* [PROBLEM DESCRIPTION] Please reproduce the entries below exactly, starting at the first line and ending with the line that holds "use std::collections::BTreeMap;".
==========
//src/models.rs
//! Records as they sit in the tree store. Field names are camelCase on the
//! wire; ids come from the key path and are never part of the stored body.

use chrono::Utc;
use serde::{Deserialize, Deserializer, Serialize};
use serde_json::Value;
use std::collections::BTreeMap;
use strum_macros::{Display, EnumIter, EnumString};

/// Parameter name to raw value. For an exercise the values are empty
/// placeholders (the schema); for a history entry they are the reading.
pub type Parameters = BTreeMap<String, String>;

/// Milliseconds since the Unix epoch.
pub type Timestamp = i64;

pub fn now_ms() -> Timestamp {
    Utc::now().timestamp_millis()
}

#[derive(
    Debug, Clone, Copy, PartialEq, Eq, Hash, Serialize, Deserialize, EnumIter, Display, EnumString,
)]
#[strum(ascii_case_insensitive)]
pub enum BodyPart {
    Arms,
    Shoulders,
    Back,
    Chest,
    Abs,
    Glutes,
    Legs,
    Cardio,
}

// Readings may have been written as numbers by other clients; keep them as
// text and drop nulls.
fn scalar_to_text(value: Value) -> Option<String> {
    match value {
        Value::Null => None,
        Value::String(s) => Some(s),
        Value::Bool(b) => Some(b.to_string()),
        Value::Number(n) => Some(n.to_string()),
        other => Some(other.to_string()),
    }
}

// A map keyed exactly "0".."n" is read back from the tree as an array.
fn de_parameters<'de, D: Deserializer<'de>>(deserializer: D) -> Result<Parameters, D::Error> {
    let raw: Option<Value> = Option::deserialize(deserializer)?;
    let pairs: Vec<(String, Value)> = match raw {
        None | Some(Value::Null) => Vec::new(),
        Some(Value::Object(map)) => map.into_iter().collect(),
        Some(Value::Array(items)) => items
            .into_iter()
            .enumerate()
            .map(|(i, v)| (i.to_string(), v))
            .collect(),
        Some(other) => {
            return Err(serde::de::Error::custom(format!(
                "expected a parameter map, found {other}"
            )))
        }
    };
    Ok(pairs
        .into_iter()
        .filter_map(|(k, v)| scalar_to_text(v).map(|text| (k, text)))
        .collect())
}

fn de_optional_text<'de, D: Deserializer<'de>>(
    deserializer: D,
) -> Result<Option<String>, D::Error> {
    let raw: Option<Value> = Option::deserialize(deserializer)?;
    Ok(raw
        .and_then(scalar_to_text)
        .filter(|text| !text.trim().is_empty()))
}

fn de_text<'de, D: Deserializer<'de>>(deserializer: D) -> Result<String, D::Error> {
    Ok(de_optional_text(deserializer)?.unwrap_or_default())
}

// A list whose middle item was deleted comes back as an index-keyed object.
fn de_list<'de, D, T>(deserializer: D) -> Result<Vec<T>, D::Error>
where
    D: Deserializer<'de>,
    T: serde::de::DeserializeOwned,
{
    let raw: Option<Value> = Option::deserialize(deserializer)?;
    let items: Vec<Value> = match raw {
        None | Some(Value::Null) => Vec::new(),
        Some(Value::Array(items)) => items.into_iter().filter(|v| !v.is_null()).collect(),
        Some(Value::Object(map)) => {
            let mut keyed: Vec<(u64, Value)> = map
                .into_iter()
                .filter_map(|(k, v)| k.parse::<u64>().ok().map(|i| (i, v)))
                .collect();
            keyed.sort_by_key(|(i, _)| *i);
            keyed.into_iter().map(|(_, v)| v).collect()
        }
        Some(other) => {
            return Err(serde::de::Error::custom(format!(
                "expected a list, found {other}"
            )))
        }
    };
    items
        .into_iter()
        .map(|item| serde_json::from_value(item).map_err(serde::de::Error::custom))
        .collect()
}

#[derive(Debug, Clone, PartialEq, Serialize, Deserialize)]
#[serde(rename_all = "camelCase")]
pub struct Category {
    #[serde(skip)]
    pub id: String,
    #[serde(default, deserialize_with = "de_text")]
    pub name: String,
    #[serde(default, deserialize_with = "de_text")]
    pub description: String,
    #[serde(default)]
    pub created_at: Timestamp,
    #[serde(default)]
    pub updated_at: Timestamp,
}

#[derive(Debug, Clone, Default)]
pub struct NewCategory {
    pub name: String,
    pub description: String,
}

#[derive(Debug, Clone, Default)]
pub struct CategoryUpdate {
    pub name: Option<String>,
    pub description: Option<String>,
}

#[derive(Debug, Clone, PartialEq, Serialize, Deserialize)]
#[serde(rename_all = "camelCase")]
pub struct Exercise {
    #[serde(skip)]
    pub id: String,
    #[serde(default, deserialize_with = "de_text")]
    pub name: String,
    #[serde(default, deserialize_with = "de_text")]
    pub category_id: String,
    pub body_part: BodyPart,
    #[serde(default, deserialize_with = "de_parameters")]
    pub parameters: Parameters,
    #[serde(default)]
    pub created_at: Timestamp,
    #[serde(default)]
    pub updated_at: Timestamp,
}

impl Exercise {
    pub fn parameter_names(&self) -> impl Iterator<Item = &str> {
        self.parameters.keys().map(String::as_str)
    }
}

/// Builds the placeholder schema stored on an exercise.
pub fn parameter_schema<I, N>(names: I) -> Parameters
where
    I: IntoIterator<Item = N>,
    N: AsRef<str>,
{
    names
        .into_iter()
        .map(|n| (n.as_ref().trim().to_string(), String::new()))
        .collect()
}

#[derive(Debug, Clone)]
pub struct NewExercise {
    pub name: String,
    pub category_id: String,
    pub body_part: BodyPart,
    pub parameter_names: Vec<String>,
}

#[derive(Debug, Clone, Default)]
pub struct ExerciseUpdate {
    pub name: Option<String>,
    pub category_id: Option<String>,
    pub body_part: Option<BodyPart>,
    pub parameter_names: Option<Vec<String>>,
}

#[derive(Debug, Clone, PartialEq, Serialize, Deserialize)]
#[serde(rename_all = "camelCase")]
pub struct HistoryEntry {
    #[serde(skip)]
    pub id: String,
    #[serde(skip)]
    pub exercise_id: String,
    #[serde(default, deserialize_with = "de_parameters")]
    pub parameters: Parameters,
    /// Reading of the entry that preceded this one when it was written.
    /// Never recomputed afterwards.
    #[serde(default, deserialize_with = "de_parameters")]
    pub previous_parameters: Parameters,
    #[serde(default)]
    pub timestamp: Timestamp,
    #[serde(
        default,
        deserialize_with = "de_optional_text",
        skip_serializing_if = "Option::is_none"
    )]
    pub comment: Option<String>,
}

#[derive(Debug, Clone, Default)]
pub struct HistoryUpdate {
    pub parameters: Option<Parameters>,
    /// `Some(None)` clears the comment.
    pub comment: Option<Option<String>>,
}

#[derive(Debug, Clone, PartialEq, Serialize, Deserialize)]
#[serde(rename_all = "camelCase")]
pub struct DiaryEntry {
    #[serde(skip)]
    pub id: String,
    #[serde(skip)]
    pub exercise_id: String,
    #[serde(default, deserialize_with = "de_text")]
    pub comment: String,
    #[serde(default)]
    pub timestamp: Timestamp,
}

#[derive(Debug, Clone, PartialEq, Serialize, Deserialize)]
#[serde(rename_all = "camelCase")]
pub struct SheetExercise {
    #[serde(default, deserialize_with = "de_text")]
    pub exercise_id: String,
    /// Zero means "not set" and counts as one set.
    #[serde(default)]
    pub sets: u32,
    #[serde(default, deserialize_with = "de_text")]
    pub reps: String,
    #[serde(
        default,
        deserialize_with = "de_optional_text",
        skip_serializing_if = "Option::is_none"
    )]
    pub weight: Option<String>,
    #[serde(
        default,
        deserialize_with = "de_optional_text",
        skip_serializing_if = "Option::is_none"
    )]
    pub notes: Option<String>,
}

impl SheetExercise {
    pub const fn effective_sets(&self) -> u32 {
        if self.sets == 0 {
            1
        } else {
            self.sets
        }
    }
}

#[derive(Debug, Clone, PartialEq, Serialize, Deserialize)]
#[serde(rename_all = "camelCase")]
pub struct WorkoutSheet {
    #[serde(skip)]
    pub id: String,
    #[serde(default, deserialize_with = "de_text")]
    pub name: String,
    #[serde(default, deserialize_with = "de_text")]
    pub description: String,
    /// Minutes.
    #[serde(default, skip_serializing_if = "Option::is_none")]
    pub estimated_duration: Option<u32>,
    #[serde(default, deserialize_with = "de_list")]
    pub exercises: Vec<SheetExercise>,
    #[serde(default)]
    pub created_at: Timestamp,
    #[serde(default)]
    pub updated_at: Timestamp,
}

impl WorkoutSheet {
    pub fn total_sets(&self) -> u32 {
        self.exercises.iter().map(SheetExercise::effective_sets).sum()
    }
}

#[derive(Debug, Clone, Default)]
pub struct NewWorkoutSheet {
    pub name: String,
    pub description: String,
    pub estimated_duration: Option<u32>,
    pub exercises: Vec<SheetExercise>,
}

#[derive(Debug, Clone, Default)]
pub struct SheetUpdate {
    pub name: Option<String>,
    pub description: Option<String>,
    pub estimated_duration: Option<Option<u32>>,
    pub exercises: Option<Vec<SheetExercise>>,
}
==========
* [WRITTEN REPLY]
//src/models.rs
//! Records as they sit in the tree store. Field names are camelCase on the
//! wire; ids come from the key path and are never part of the stored body.

use chrono::Utc;
use serde::{Deserialize, Deserializer, Serialize};
use serde_json::Value;
use std::collections::BTreeMap;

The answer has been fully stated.